1. Introduction
Transgene integration, one of the most commonly used and effective techniques in biological research, can be achieved by either of two approaches: random integration of the gene of interest or site-specific knock-in. Random integration is the simpler method, but it can have unwanted and unpredictable effects on the host cell phenotype, depending on the integration site. In contrast, site-specific knock-in results in more controlled outcomes and has been facilitated by recent advances in genome-editing technologies.
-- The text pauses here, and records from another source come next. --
//! Data models for search requests and the accumulated article table.
//!
//! This module defines the core data structures used throughout the application:
//! - [`QueryParameters`]: Everything needed to build one search URL
//! - [`SortMode`]: Result ordering understood by the search endpoint
//! - [`SearchWindow`]: One contiguous date sub-range fetched as a unit
//! - [`ResultTable`]: Article records accumulated over a whole run
//!
//! Article records are kept as raw JSON objects; the search API's schema is
//! not validated or interpreted here.

use chrono::NaiveDate;
use clap::ValueEnum;
use itertools::Itertools;
use serde::{Deserialize, Serialize};
use std::num::NonZeroU32;

/// A single article record as returned in a response's `matches` array.
pub type Record = serde_json::Map<String, serde_json::Value>;

/// Result ordering.
///
/// The endpoint encodes these as integers: relevance is `1`, date is `2`.
#[derive(Debug, Clone, Copy, Default, PartialEq, Eq, Serialize, Deserialize, ValueEnum)]
#[serde(rename_all = "lowercase")]
pub enum SortMode {
    Relevance,
    #[default]
    Date,
}

impl SortMode {
    /// The value sent as the `sort` query parameter.
    pub fn as_param(self) -> u8 {
        match self {
            SortMode::Relevance => 1,
            SortMode::Date => 2,
        }
    }
}

/// Parameters for one search request.
///
/// `material_type` and `bloc` are filters where the endpoint's "all" value is
/// zero. They are modelled as `Option<NonZeroU32>` so that "no filter" cannot
/// be confused with a real value; [`QueryParameters::filter`] performs the
/// zero-to-`None` conversion.
#[derive(Debug, Clone, PartialEq, Eq)]
pub struct QueryParameters {
    /// Free-text search query; may be empty.
    pub query: String,
    /// Pagination offset (`from`).
    pub offset: u64,
    /// Page size (`size`).
    pub size: u64,
    pub sort: SortMode,
    /// Match the query against titles only.
    pub title_only: bool,
    pub domain: u32,
    /// Material type filter, e.g. `1` for news items.
    pub material_type: Option<NonZeroU32>,
    /// Category ("bloc") filter, e.g. `4` for economics.
    pub bloc: Option<NonZeroU32>,
    pub date_from: NaiveDate,
    pub date_to: NaiveDate,
}

impl QueryParameters {
    /// Convert a raw filter value, treating `0` as "any".
    pub fn filter(value: u32) -> Option<NonZeroU32> {
        NonZeroU32::new(value)
    }

    /// A copy of these parameters narrowed to a single window.
    pub fn for_window(&self, window: &SearchWindow) -> Self {
        Self {
            date_from: window.from,
            date_to: window.to,
            ..self.clone()
        }
    }
}

/// An inclusive date sub-range `[from, to]` fetched with one request.
#[derive(Debug, Clone, Copy, PartialEq, Eq)]
pub struct SearchWindow {
    pub from: NaiveDate,
    pub to: NaiveDate,
}

impl SearchWindow {
    /// Number of calendar days covered, counting both ends.
    pub fn days(&self) -> i64 {
        (self.to - self.from).num_days() + 1
    }
}

/// One row of the accumulated table.
///
/// `index` is the record's position inside the response it came from, so it
/// restarts at zero for every window. It is written out as the first column
/// of exported tables and carries no other meaning.
#[derive(Debug, Clone, PartialEq, Serialize)]
pub struct TableRow {
    pub index: usize,
    pub record: Record,
}

/// Ordered, append-only collection of article records for one run.
#[derive(Debug, Clone, Default, PartialEq, Serialize)]
#[serde(transparent)]
pub struct ResultTable {
    rows: Vec<TableRow>,
}

impl ResultTable {
    pub fn new() -> Self {
        Self::default()
    }

    /// Append the records returned for one window, numbering them from zero.
    pub fn append_window(&mut self, records: Vec<Record>) {
        self.rows.extend(
            records
                .into_iter()
                .enumerate()
                .map(|(index, record)| TableRow { index, record }),
        );
    }

    pub fn len(&self) -> usize {
        self.rows.len()
    }

    pub fn is_empty(&self) -> bool {
        self.rows.is_empty()
    }

    pub fn rows(&self) -> &[TableRow] {
        &self.rows
    }

    /// Union of all record keys, in order of first appearance.
    pub fn columns(&self) -> Vec<&str> {
        self.rows
            .iter()
            .flat_map(|row| row.record.keys().map(String::as_str))
            .unique()
            .collect()
    }

    /// The first `n` rows.
    pub fn head(&self, n: usize) -> &[TableRow] {
        &self.rows[..n.min(self.rows.len())]
    }
}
Furthermore, in some species and cell lines, several research groups have developed genomic sites called genomic safe harbors (GSHs) that enable transgenes to function as designed without adverse effects on the host [
1,
2,
3,
4,
5,
6]. Transgene integration into such GSHs has promoted fundamental and applied biological research, but identifying GSHs is still challenging, especially in non-model species, owing to insufficient development of the genome database and genetic engineering tools.
GSHs are sites in the genome where new genetic material can be integrated without affecting the host phenotype and where the newly integrated material functions as designed [
1]. For example, in basic research, a variety of genetic materials have been integrated into a mouse GSH, the Rosa26 locus, allowing exogenous gene expression or highly targeted gene knockdown experiments [
7]. In applied research, GSHs have been used to establish cells that can stably produce proteins of medical interest, for example, therapeutic antibodies [
4,
8] and species-specific glycosylated proteins [
9]. In addition, some researchers have proposed a therapy for genetic diseases using cells that are genetically modified via human GSHs [
10]. Therefore, the identification and exploitation of GSHs can significantly advance our understanding of the biology of a particular species as well as leading to the development of new biotechnological applications.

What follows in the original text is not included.